葛生を歩き始めると、駅の周りの静けさの奥に、石の町として積み重なった時間が見えてきた。伝承館では和と洋が重なる建物の影に、地域の文化や芸能の記憶が収まっていた。続く化石館では、古生代の海の生き物の殻が石灰岩になり、その石が現代の道路や橋を支えていることを知る。遠い海の時間を見たあとで町へ戻ると、古い商家の屋根や壁に落ちる影が、単なる風景ではなくなった。嘉多山公園では、山林の縁にひらけた町を見下ろし、産業の大きさと暮らしの小ささが同じ視界に入った。願成寺では、伝説の人物と伝わる墓所の前で、確かなものと語り継がれたものの間に立つ。最後に秋山川へ戻ると、水面の草影がすべてをゆっくりほどいていた。石、展示、町、山、伝承、水。場所を移るたび、影の硬さだけが少しずつ変わっていった。

この旅の足跡

  1. 葛生伝承館の和洋が重なる外観は、昼の光でも少し舞台装置のように見えた。約700点の文化資料を抱える建物の影に、町の声が静かに沈んでいる。
  2. 葛生化石館では、石灰岩が古生代の海の生き物の殻からできたと知った。何億年も前の海が、いまは道路や橋の材料になっていることに少し驚く。
  3. 葛生東の古い町並みには、連続した観光景観ではなく、伝統的な商家が点々と残る。その途切れ方がかえって生活の厚みを感じさせ、屋根の影を追いたくなる。

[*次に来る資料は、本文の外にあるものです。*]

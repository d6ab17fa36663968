use std::path::Path;
use std::process;

use strata_compare::{compare_baselines, CompareContext, MemberComparator};
use strata_model::{document, Baseline};

use crate::{render, report_error, OutputFormat, VisibilityArg};

fn load_baseline(path: &Path, output: OutputFormat, quiet: bool) -> Baseline {
    let text = match std::fs::read_to_string(path) {
        Ok(text) => text,
        Err(e) => {
            let msg = format!("error reading '{}': {}", path.display(), e);
            report_error(&msg, output, quiet);
            process::exit(1);
        }
    };
    match document::from_str(&text) {
        Ok(baseline) => baseline,
        Err(e) => {
            let msg = format!("error loading baseline '{}': {}", path.display(), e);
            report_error(&msg, output, quiet);
            process::exit(1);
        }
    }
}

pub(crate) fn cmd_diff(
    reference_path: &Path,
    target_path: &Path,
    visibility: VisibilityArg,
    force: bool,
    unscoped: Vec<String>,
    output: OutputFormat,
    quiet: bool,
) {
    let reference = load_baseline(reference_path, output, quiet);
    let target = load_baseline(target_path, output, quiet);

    let comparator = MemberComparator;
    let ctx = CompareContext::new(visibility.mask(), &comparator).with_unscoped(unscoped);

    let delta = match compare_baselines(&reference, &target, &ctx, force) {
        Ok(delta) => delta,
        Err(e) => {
            let msg = format!("comparison failed: {}", e);
            report_error(&msg, output, quiet);
            process::exit(1);
        }
    };

    match delta {
        None => {
            if !quiet {
                match output {
                    OutputFormat::Json => {
                        println!("{{\"children\": []}}");
                    }
                    OutputFormat::Text => {
                        println!("no differences");
                    }
                }
            }
        }
        Some(delta) => {
            if !quiet {
                match output {
                    OutputFormat::Json => {
                        println!(
                            "{}",
                            serde_json::to_string_pretty(&delta).unwrap_or_default()
                        );
                    }
                    OutputFormat::Text => {
                        println!("{}", render::to_text(&delta));
                    }
                }
            }
            process::exit(1);
        }
    }
}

  4. 嘉多山公園の高みに立つと、石灰の町が山林の縁にひらけて見える。坂道で息が変わるたび、建物の輪郭と樹木の影が入れ替わった。
  5. 願成寺の境内には、佐野源左衛門常世の墓と伝わる墓所がある。謎の多い人物の伝説を前にすると、木立の影まで昔話の続きを隠しているように感じた。
  6. 秋山川の岸では、空より先に草の影が水面へ揺れ込んでいた。石と化石と伝説を見たあとだからこそ、動く水が旅を現在へ戻してくれる。